*** Block opens ***
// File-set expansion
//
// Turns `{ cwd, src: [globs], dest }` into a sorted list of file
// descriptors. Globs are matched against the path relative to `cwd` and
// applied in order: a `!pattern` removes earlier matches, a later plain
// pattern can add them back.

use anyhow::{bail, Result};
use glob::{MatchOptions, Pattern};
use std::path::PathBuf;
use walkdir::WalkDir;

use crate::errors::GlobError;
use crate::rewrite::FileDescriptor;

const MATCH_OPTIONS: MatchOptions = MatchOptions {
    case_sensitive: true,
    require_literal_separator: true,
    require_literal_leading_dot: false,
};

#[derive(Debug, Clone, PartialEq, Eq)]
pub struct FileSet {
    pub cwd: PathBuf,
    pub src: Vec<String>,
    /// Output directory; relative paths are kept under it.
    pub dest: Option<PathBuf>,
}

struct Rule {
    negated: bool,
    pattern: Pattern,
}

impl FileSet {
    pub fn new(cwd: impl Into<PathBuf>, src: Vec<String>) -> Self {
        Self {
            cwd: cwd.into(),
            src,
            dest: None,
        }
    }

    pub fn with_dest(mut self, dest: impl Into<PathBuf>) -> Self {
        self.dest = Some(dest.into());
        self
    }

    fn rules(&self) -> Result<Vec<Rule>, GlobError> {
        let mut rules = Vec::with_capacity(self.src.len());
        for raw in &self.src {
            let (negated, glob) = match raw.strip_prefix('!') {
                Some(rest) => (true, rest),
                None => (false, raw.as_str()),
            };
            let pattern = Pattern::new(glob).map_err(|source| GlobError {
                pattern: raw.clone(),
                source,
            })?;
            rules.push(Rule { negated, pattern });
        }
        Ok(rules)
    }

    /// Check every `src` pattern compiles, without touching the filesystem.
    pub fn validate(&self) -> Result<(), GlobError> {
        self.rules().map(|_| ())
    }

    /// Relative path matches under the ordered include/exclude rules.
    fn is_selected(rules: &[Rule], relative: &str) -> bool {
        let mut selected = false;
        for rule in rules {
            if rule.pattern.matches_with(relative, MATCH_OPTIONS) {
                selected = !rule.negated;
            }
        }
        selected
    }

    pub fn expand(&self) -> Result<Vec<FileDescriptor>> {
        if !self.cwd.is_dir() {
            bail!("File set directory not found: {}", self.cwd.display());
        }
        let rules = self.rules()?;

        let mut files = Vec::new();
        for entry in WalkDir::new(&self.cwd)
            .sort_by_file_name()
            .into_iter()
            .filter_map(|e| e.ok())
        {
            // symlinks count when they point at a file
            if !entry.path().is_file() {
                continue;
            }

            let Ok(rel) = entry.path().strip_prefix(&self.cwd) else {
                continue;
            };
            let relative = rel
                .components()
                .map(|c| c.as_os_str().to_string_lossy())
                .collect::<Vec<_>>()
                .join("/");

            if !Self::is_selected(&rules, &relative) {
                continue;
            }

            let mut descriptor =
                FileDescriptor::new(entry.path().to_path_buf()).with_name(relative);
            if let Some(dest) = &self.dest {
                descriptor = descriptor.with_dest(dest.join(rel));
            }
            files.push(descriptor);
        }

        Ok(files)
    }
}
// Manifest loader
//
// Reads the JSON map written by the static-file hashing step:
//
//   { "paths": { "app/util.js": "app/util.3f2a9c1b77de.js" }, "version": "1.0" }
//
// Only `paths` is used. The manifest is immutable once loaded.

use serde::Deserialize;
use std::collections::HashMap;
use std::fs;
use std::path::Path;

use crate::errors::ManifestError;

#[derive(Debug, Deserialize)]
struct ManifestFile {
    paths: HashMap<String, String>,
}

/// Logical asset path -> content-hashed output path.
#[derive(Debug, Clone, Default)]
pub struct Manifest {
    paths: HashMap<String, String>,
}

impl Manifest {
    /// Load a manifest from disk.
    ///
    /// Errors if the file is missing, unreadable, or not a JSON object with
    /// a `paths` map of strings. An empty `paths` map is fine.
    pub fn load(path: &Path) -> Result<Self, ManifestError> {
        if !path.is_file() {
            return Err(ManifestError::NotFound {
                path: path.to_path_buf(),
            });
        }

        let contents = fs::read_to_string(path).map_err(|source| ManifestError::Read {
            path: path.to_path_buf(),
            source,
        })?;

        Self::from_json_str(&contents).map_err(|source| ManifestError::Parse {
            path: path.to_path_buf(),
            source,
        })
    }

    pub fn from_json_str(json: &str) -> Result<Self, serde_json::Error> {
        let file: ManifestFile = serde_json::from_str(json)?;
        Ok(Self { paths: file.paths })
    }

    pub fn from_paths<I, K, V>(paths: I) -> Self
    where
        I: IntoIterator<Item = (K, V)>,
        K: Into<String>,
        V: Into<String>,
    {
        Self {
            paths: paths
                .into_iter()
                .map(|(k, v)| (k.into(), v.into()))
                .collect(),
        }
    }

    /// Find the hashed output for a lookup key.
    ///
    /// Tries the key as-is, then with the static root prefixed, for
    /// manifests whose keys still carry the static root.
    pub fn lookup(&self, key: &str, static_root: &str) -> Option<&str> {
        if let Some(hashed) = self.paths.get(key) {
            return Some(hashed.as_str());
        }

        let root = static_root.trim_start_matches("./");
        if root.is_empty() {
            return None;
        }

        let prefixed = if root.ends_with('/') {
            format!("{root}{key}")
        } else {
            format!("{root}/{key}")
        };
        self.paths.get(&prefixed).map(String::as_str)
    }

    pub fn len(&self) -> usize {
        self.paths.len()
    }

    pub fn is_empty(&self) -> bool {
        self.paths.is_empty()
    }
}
*** Block closes ***
Task to complete =
Every line of the data should be copied exactly.

Solution for this task =
// File-set expansion
//
// Turns `{ cwd, src: [globs], dest }` into a sorted list of file
// descriptors. Globs are matched against the path relative to `cwd` and
// applied in order: a `!pattern` removes earlier matches, a later plain
// pattern can add them back.

use anyhow::{bail, Result};
use glob::{MatchOptions, Pattern};
use std::path::PathBuf;
use walkdir::WalkDir;

use crate::errors::GlobError;
use crate::rewrite::FileDescriptor;

const MATCH_OPTIONS: MatchOptions = MatchOptions {
    case_sensitive: true,
    require_literal_separator: true,
    require_literal_leading_dot: false,
};

#[derive(Debug, Clone, PartialEq, Eq)]
pub struct FileSet {
    pub cwd: PathBuf,
    pub src: Vec<String>,
    /// Output directory; relative paths are kept under it.
    pub dest: Option<PathBuf>,
}

struct Rule {
    negated: bool,
    pattern: Pattern,
}

impl FileSet {
    pub fn new(cwd: impl Into<PathBuf>, src: Vec<String>) -> Self {
        Self {
            cwd: cwd.into(),
            src,
            dest: None,
        }
    }

    pub fn with_dest(mut self, dest: impl Into<PathBuf>) -> Self {
        self.dest = Some(dest.into());
        self
    }

    fn rules(&self) -> Result<Vec<Rule>, GlobError> {
        let mut rules = Vec::with_capacity(self.src.len());
        for raw in &self.src {
            let (negated, glob) = match raw.strip_prefix('!') {
                Some(rest) => (true, rest),
                None => (false, raw.as_str()),
            };
            let pattern = Pattern::new(glob).map_err(|source| GlobError {
                pattern: raw.clone(),
                source,
            })?;
            rules.push(Rule { negated, pattern });
        }
        Ok(rules)
    }

    /// Check every `src` pattern compiles, without touching the filesystem.
    pub fn validate(&self) -> Result<(), GlobError> {
        self.rules().map(|_| ())
    }

    /// Relative path matches under the ordered include/exclude rules.
    fn is_selected(rules: &[Rule], relative: &str) -> bool {
        let mut selected = false;
        for rule in rules {
            if rule.pattern.matches_with(relative, MATCH_OPTIONS) {
                selected = !rule.negated;
            }
        }
        selected
    }

    pub fn expand(&self) -> Result<Vec<FileDescriptor>> {
        if !self.cwd.is_dir() {
            bail!("File set directory not found: {}", self.cwd.display());
        }
        let rules = self.rules()?;

        let mut files = Vec::new();
        for entry in WalkDir::new(&self.cwd)
            .sort_by_file_name()
            .into_iter()
            .filter_map(|e| e.ok())
        {
            // symlinks count when they point at a file
            if !entry.path().is_file() {
                continue;
            }

            let Ok(rel) = entry.path().strip_prefix(&self.cwd) else {
                continue;
            };
            let relative = rel
                .components()
                .map(|c| c.as_os_str().to_string_lossy())
                .collect::<Vec<_>>()
                .join("/");

            if !Self::is_selected(&rules, &relative) {
                continue;
            }

            let mut descriptor =
                FileDescriptor::new(entry.path().to_path_buf()).with_name(relative);
            if let Some(dest) = &self.dest {
                descriptor = descriptor.with_dest(dest.join(rel));
            }
            files.push(descriptor);
        }

        Ok(files)
    }
}
// Manifest loader
//
// Reads the JSON map written by the static-file hashing step:
//
//   { "paths": { "app/util.js": "app/util.3f2a9c1b77de.js" }, "version": "1.0" }
//
// Only `paths` is used. The manifest is immutable once loaded.

use serde::Deserialize;
use std::collections::HashMap;
use std::fs;
use std::path::Path;

use crate::errors::ManifestError;

#[derive(Debug, Deserialize)]
struct ManifestFile {
    paths: HashMap<String, String>,
}

/// Logical asset path -> content-hashed output path.
#[derive(Debug, Clone, Default)]
pub struct Manifest {
    paths: HashMap<String, String>,
}

impl Manifest {
    /// Load a manifest from disk.
    ///
    /// Errors if the file is missing, unreadable, or not a JSON object with
    /// a `paths` map of strings. An empty `paths` map is fine.
    pub fn load(path: &Path) -> Result<Self, ManifestError> {
        if !path.is_file() {
            return Err(ManifestError::NotFound {
                path: path.to_path_buf(),
            });
        }

        let contents = fs::read_to_string(path).map_err(|source| ManifestError::Read {
            path: path.to_path_buf(),
            source,
        })?;

        Self::from_json_str(&contents).map_err(|source| ManifestError::Parse {
            path: path.to_path_buf(),
            source,
        })
    }

    pub fn from_json_str(json: &str) -> Result<Self, serde_json::Error> {
        let file: ManifestFile = serde_json::from_str(json)?;
        Ok(Self { paths: file.paths })
    }

    pub fn from_paths<I, K, V>(paths: I) -> Self
    where
        I: IntoIterator<Item = (K, V)>,
        K: Into<String>,
        V: Into<String>,
    {
        Self {
            paths: paths
                .into_iter()
                .map(|(k, v)| (k.into(), v.into()))
                .collect(),
        }
    }

    /// Find the hashed output for a lookup key.
    ///
    /// Tries the key as-is, then with the static root prefixed, for
    /// manifests whose keys still carry the static root.
    pub fn lookup(&self, key: &str, static_root: &str) -> Option<&str> {
        if let Some(hashed) = self.paths.get(key) {
            return Some(hashed.as_str());
        }

        let root = static_root.trim_start_matches("./");
        if root.is_empty() {
            return None;
        }

        let prefixed = if root.ends_with('/') {
            format!("{root}{key}")
        } else {
            format!("{root}/{key}")
        };
        self.paths.get(&prefixed).map(String::as_str)
    }

    pub fn len(&self) -> usize {
        self.paths.len()
    }

    pub fn is_empty(&self) -> bool {
        self.paths.is_empty()
    }
}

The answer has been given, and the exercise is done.